Nessa conjuntura, com condições favoráveis para ambientes bonapartistas e crescimento em progressão máxima do autoritarismo e das várias dimensões do conservadorismo, questões fundamentais se colocam para a esquerda construir uma visão contemporânea no século XXI: a) avançar em ações contundentes imediatas, ampliando forças para bandeiras que emergem nesse momento, como as “diretas já” e “nem um direito a menos”; b) defender a vida, com momentos contra a violência letal e pela ampliação da dignidade humana; c) construir proposições de políticas públicas, para enfraquecer as estratégias do capital no Brasil; d) fortalecer a narrativa pela convivência plena na cidade, com as múltiplas diferenças, para conquistar no imaginário predominante o desafio fundamental de superar as desigualdades como eixo fundamental da luta; e) ampliar a centralidade dos corpos da periferia como atores centrais das ações sociais, entre os quais destacam-se as mulheres negras e mais pobres, com ênfase as faveladas em todo o território nacional.

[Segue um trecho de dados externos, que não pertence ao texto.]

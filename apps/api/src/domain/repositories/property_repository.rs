use async_trait::async_trait;
use uuid::Uuid;

use crate::domain::errors::StoreError;
use crate::domain::property::{Property, PropertyFilter};

/// Repository trait for listings
#[async_trait]
pub trait PropertyRepository: Send + Sync {
    /// Insert a new listing
    async fn create(&self, property: &Property) -> Result<(), StoreError>;

    /// Find a listing by ID
    async fn find_by_id(&self, id: Uuid) -> Result<Option<Property>, StoreError>;

    /// List listings matching a filter, featured first then newest
    async fn list(&self, filter: &PropertyFilter) -> Result<Vec<Property>, StoreError>;

    /// List listings owned by an agency (provider)
    async fn list_by_agency(&self, agency_id: Uuid) -> Result<Vec<Property>, StoreError>;

    /// Count listings owned by an agency
    async fn count_by_agency(&self, agency_id: Uuid) -> Result<u64, StoreError>;

    /// Atomically add one view, returning the new count
    async fn increment_views(&self, id: Uuid) -> Result<i64, StoreError>;
}
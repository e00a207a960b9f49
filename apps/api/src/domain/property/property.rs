use chrono::{DateTime, Utc};
use rust_decimal::Decimal;
use serde::{Deserialize, Serialize};
use serde_json::Value;
use std::collections::BTreeSet;
use std::str::FromStr;
use uuid::Uuid;

use super::value_objects::{is_web_url, PriceType, PropertyStatus, PropertyType};
use crate::domain::errors::{AppError, FieldError};

/// A real-estate listing owned by a provider
#[derive(Debug, Clone, PartialEq, Serialize, Deserialize)]
#[serde(rename_all = "camelCase")]
pub struct Property {
    pub id: Uuid,
    pub title: String,
    pub description: String,
    pub price: Decimal,
    pub price_type: PriceType,
    pub property_type: PropertyType,
    pub location: String,
    pub bedrooms: Option<i32>,
    pub bathrooms: Option<i32>,
    pub parking_spaces: Option<i32>,
    pub area: Option<i32>,
    pub image_url: String,
    pub images: Vec<String>,
    pub amenities: BTreeSet<String>,
    pub agency_name: String,
    pub agency_id: Uuid,
    pub status: PropertyStatus,
    pub featured: bool,
    pub views: i64,
    pub created_at: DateTime<Utc>,
}

/// Unvalidated listing data as submitted by a provider
#[derive(Debug, Clone, Default, Deserialize)]
#[serde(rename_all = "camelCase")]
pub struct PropertyDraft {
    #[serde(default)]
    pub title: String,
    #[serde(default)]
    pub description: String,
    pub price: Option<Decimal>,
    pub price_type: Option<PriceType>,
    pub property_type: Option<PropertyType>,
    #[serde(default)]
    pub location: String,
    pub bedrooms: Option<i32>,
    pub bathrooms: Option<i32>,
    pub parking_spaces: Option<i32>,
    pub area: Option<i32>,
    #[serde(default)]
    pub image_url: String,
    #[serde(default)]
    pub images: Vec<String>,
    #[serde(default)]
    pub amenities: BTreeSet<String>,
    #[serde(default)]
    pub featured: bool,
}

/// Listing data exactly as it arrived in a request body
///
/// Every field is kept as raw JSON so that a wrongly typed value becomes a
/// field error next to the others instead of failing the whole body.
#[derive(Debug, Clone, Default, Deserialize)]
#[serde(rename_all = "camelCase")]
pub struct PropertyForm {
    pub title: Option<Value>,
    pub description: Option<Value>,
    pub price: Option<Value>,
    pub price_type: Option<Value>,
    pub property_type: Option<Value>,
    pub location: Option<Value>,
    pub bedrooms: Option<Value>,
    pub bathrooms: Option<Value>,
    pub parking_spaces: Option<Value>,
    pub area: Option<Value>,
    pub image_url: Option<Value>,
    #[serde(default)]
    pub images: Vec<Value>,
    #[serde(default)]
    pub amenities: Vec<Value>,
    pub featured: Option<Value>,
}

fn text(value: Option<Value>, field: &str, errors: &mut Vec<FieldError>) -> String {
    match value {
        None | Some(Value::Null) => String::new(),
        Some(Value::String(s)) => s,
        Some(_) => {
            errors.push(FieldError::new(field, "Must be a string"));
            String::new()
        }
    }
}

fn whole_number(value: Option<Value>, field: &str, errors: &mut Vec<FieldError>) -> Option<i32> {
    match value {
        None | Some(Value::Null) => None,
        Some(Value::Number(n)) => match n.as_i64().and_then(|n| i32::try_from(n).ok()) {
            Some(n) => Some(n),
            None => {
                errors.push(FieldError::new(field, "Must be a whole number"));
                None
            }
        },
        Some(_) => {
            errors.push(FieldError::new(field, "Must be a whole number"));
            None
        }
    }
}

fn decimal(value: Option<Value>, field: &str, errors: &mut Vec<FieldError>) -> Option<Decimal> {
    let parsed = match value {
        None | Some(Value::Null) => return None,
        Some(Value::Number(n)) => Decimal::from_str(&n.to_string()).ok(),
        Some(Value::String(s)) => Decimal::from_str(s.trim()).ok(),
        Some(_) => None,
    };
    if parsed.is_none() {
        errors.push(FieldError::new(field, "Must be a number"));
    }
    parsed
}

fn choice<T: FromStr>(value: Option<Value>, field: &str, errors: &mut Vec<FieldError>) -> Option<T> {
    match value {
        None | Some(Value::Null) => None,
        Some(Value::String(s)) => match s.trim().parse() {
            Ok(parsed) => Some(parsed),
            Err(_) => {
                errors.push(FieldError::new(field, format!("Unknown value: {}", s)));
                None
            }
        },
        Some(_) => {
            errors.push(FieldError::new(field, "Must be a string"));
            None
        }
    }
}

impl PropertyForm {
    /// Converts the raw body into a draft
    ///
    /// Type errors and constraint violations are reported together, one
    /// entry per field.
    pub fn into_draft(self) -> Result<PropertyDraft, AppError> {
        let mut errors = Vec::new();

        let images = self
            .images
            .into_iter()
            .enumerate()
            .map(|(index, image)| text(Some(image), &format!("images[{}]", index), &mut errors))
            .collect();
        let amenities = self
            .amenities
            .into_iter()
            .filter_map(|amenity| match amenity {
                Value::String(s) => Some(s),
                _ => None,
            })
            .collect();
        let featured = match self.featured {
            None | Some(Value::Null) => false,
            Some(Value::Bool(featured)) => featured,
            Some(_) => {
                errors.push(FieldError::new("featured", "Must be true or false"));
                false
            }
        };

        let draft = PropertyDraft {
            title: text(self.title, "title", &mut errors),
            description: text(self.description, "description", &mut errors),
            price: decimal(self.price, "price", &mut errors),
            price_type: choice(self.price_type, "priceType", &mut errors),
            property_type: choice(self.property_type, "propertyType", &mut errors),
            location: text(self.location, "location", &mut errors),
            bedrooms: whole_number(self.bedrooms, "bedrooms", &mut errors),
            bathrooms: whole_number(self.bathrooms, "bathrooms", &mut errors),
            parking_spaces: whole_number(self.parking_spaces, "parkingSpaces", &mut errors),
            area: whole_number(self.area, "area", &mut errors),
            image_url: text(self.image_url, "imageUrl", &mut errors),
            images,
            amenities,
            featured,
        };

        // a field that failed to parse is not reported a second time as missing
        for violation in draft.field_errors() {
            if !errors.iter().any(|e| e.field == violation.field) {
                errors.push(violation);
            }
        }

        if errors.is_empty() {
            Ok(draft)
        } else {
            Err(AppError::Validation(errors))
        }
    }
}

impl PropertyDraft {
    /// Checks every field constraint and reports all violations at once
    pub fn validate(&self) -> Result<(), AppError> {
        let errors = self.field_errors();
        if errors.is_empty() {
            Ok(())
        } else {
            Err(AppError::Validation(errors))
        }
    }

    fn field_errors(&self) -> Vec<FieldError> {
        let mut errors = Vec::new();

        if self.title.trim().chars().count() < 5 {
            errors.push(FieldError::new("title", "Title must be at least 5 characters"));
        }
        if self.description.trim().chars().count() < 20 {
            errors.push(FieldError::new(
                "description",
                "Description must be at least 20 characters",
            ));
        }
        match self.price {
            None => errors.push(FieldError::new("price", "Price is required")),
            Some(price) if price <= Decimal::ZERO => {
                errors.push(FieldError::new("price", "Price must be positive"))
            }
            Some(_) => {}
        }
        if self.price_type.is_none() {
            errors.push(FieldError::new("priceType", "Price type is required"));
        }
        if self.property_type.is_none() {
            errors.push(FieldError::new("propertyType", "Property type is required"));
        }
        if self.location.trim().is_empty() {
            errors.push(FieldError::new("location", "Location is required"));
        }
        if matches!(self.bedrooms, Some(n) if n < 0) {
            errors.push(FieldError::new("bedrooms", "Bedrooms cannot be negative"));
        }
        if matches!(self.bathrooms, Some(n) if n < 1) {
            errors.push(FieldError::new("bathrooms", "Bathrooms must be at least 1"));
        }
        if matches!(self.parking_spaces, Some(n) if n < 0) {
            errors.push(FieldError::new(
                "parkingSpaces",
                "Parking spaces cannot be negative",
            ));
        }
        if matches!(self.area, Some(n) if n < 1) {
            errors.push(FieldError::new("area", "Area must be at least 1"));
        }
        if !is_web_url(&self.image_url) {
            errors.push(FieldError::new("imageUrl", "Image URL must be a valid URL"));
        }
        for (index, image) in self.images.iter().enumerate() {
            if !is_web_url(image) {
                errors.push(FieldError::new(
                    format!("images[{}]", index),
                    "Image URL must be a valid URL",
                ));
            }
        }

        errors
    }
}

impl Property {
    /// Creates a listing from a draft, owned by the given agency
    ///
    /// New listings start `available` with zero views.
    pub fn create(draft: PropertyDraft, agency_id: Uuid, agency_name: String) -> Result<Self, AppError> {
        draft.validate()?;

        let (price, price_type, property_type) = match (draft.price, draft.price_type, draft.property_type) {
            (Some(price), Some(price_type), Some(property_type)) => (price, price_type, property_type),
            _ => return Err(AppError::Internal("validated draft is missing fields".to_string())),
        };

        Ok(Self {
            id: Uuid::new_v4(),
            title: draft.title.trim().to_string(),
            description: draft.description.trim().to_string(),
            price,
            price_type,
            property_type,
            location: draft.location.trim().to_string(),
            bedrooms: draft.bedrooms,
            bathrooms: draft.bathrooms,
            parking_spaces: draft.parking_spaces,
            area: draft.area,
            image_url: draft.image_url,
            images: draft.images,
            amenities: draft.amenities,
            agency_name,
            agency_id,
            status: PropertyStatus::Available,
            featured: draft.featured,
            views: 0,
            created_at: Utc::now(),
        })
    }
}

/// Optional filters for listing searches
#[derive(Debug, Clone, Default, Deserialize)]
#[serde(rename_all = "camelCase")]
pub struct PropertyFilter {
    pub price_type: Option<PriceType>,
    pub property_type: Option<PropertyType>,
    pub city: Option<String>,
    pub featured: Option<bool>,
}

impl PropertyFilter {
    pub fn matches(&self, property: &Property) -> bool {
        self.price_type.map_or(true, |t| property.price_type == t)
            && self.property_type.map_or(true, |t| property.property_type == t)
            && self.featured.map_or(true, |f| property.featured == f)
            && self.city.as_ref().map_or(true, |city| {
                property
                    .location
                    .to_lowercase()
                    .contains(&city.trim().to_lowercase())
            })
    }
}
use async_trait::async_trait;
use uuid::Uuid;

use crate::domain::errors::{AppError, StoreError};
use crate::domain::user::{Email, User};

/// In-place change applied by [`UserRepository::modify`]
///
/// Returning an error leaves the stored user untouched.
pub type UserEdit = Box<dyn FnOnce(&mut User) -> Result<(), AppError> + Send>;

/// Repository trait for User aggregate
///
/// The provider profile travels with the user; `update` replaces both.
#[async_trait]
pub trait UserRepository: Send + Sync {
    /// Create a new user, `StoreError::Conflict` when the email is taken
    async fn create(&self, user: &User) -> Result<Uuid, StoreError>;

    /// Find a user by ID
    async fn find_by_id(&self, id: Uuid) -> Result<Option<User>, StoreError>;

    /// Find a user by email address
    async fn find_by_email(&self, email: &Email) -> Result<Option<User>, StoreError>;

    /// Replace a stored user, `StoreError::NotFound` when absent
    async fn update(&self, user: &User) -> Result<(), StoreError>;

    /// Read, edit and write back one user while holding it exclusively
    ///
    /// Concurrent `modify` calls on the same user are serialized, so an edit
    /// always sees the latest stored state. Returns the stored result.
    async fn modify(&self, id: Uuid, edit: UserEdit) -> Result<User, AppError>;
}
//! Marketplace API Library
//!
//! Accounts, provider onboarding, real-estate listings, plan subscriptions
//! and chat for a two-sided services marketplace. `main` wires the pieces
//! together; integration tests drive [`api::build_router`] directly.

pub mod api;
pub mod auth;
pub mod config;
pub mod domain;
pub mod infrastructure;
pub mod services;
pub mod state;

Construir insumos que contribuam para potencializar que mulheres, negras, pobres assumam o papel de sujeitos para uma cidadania ativa com vistas a conquistar uma cidade de direitos é ação fundamental para a revolução no contemporâneo.
- ↑ Marielle Franco é cria da favela da Maré. É socióloga formada pela PUC-Rio e mestra em Administração Pública pela Universidade Federal Fluminense (UFF). Sua dissertação de mestrado teve como tema: “UPP: a redução da favela a três letras”. Trabalhou em organizações da sociedade civil, como a Brasil Foundation e o Centro de Ações Solidárias da Maré (Ceasm). Coordenou a Comissão de Defesa dos Direitos Humanos e Cidadania da Assembleia Legislativa do Rio de Janeiro (Alerj), ao lado de Marcelo Freixo. Tem 39 anos e foi eleita Vereadora da Câmara Municipal do Rio de Janeiro pelo PSOL. Mulher, negra, mãe, favelada, Marielle Franco foi a quinta vereadora mais votada no Rio de Janeiro nas eleições de 2016, com 46.502 votos. Iniciou sua militância em direitos humanos após ingressar no pré-vestibular comunitário e perder uma amiga, vítima de bala perdida, num tiroteio entre policiais e traficantes no Complexo da Maré. Ao se tornar mãe aos 19 anos, de uma menina, Marielle também começou a se constituir como lutadora pelos direitos das mulheres e debater essa temática na periferia. As questões do feminismo, da luta contra o racismo, bem como a defesa dos direitos humanos nas favelas do país modulam o perfil de seu mandato e seus projetos em busca de um modelo de cidade mais justo para todos e todas.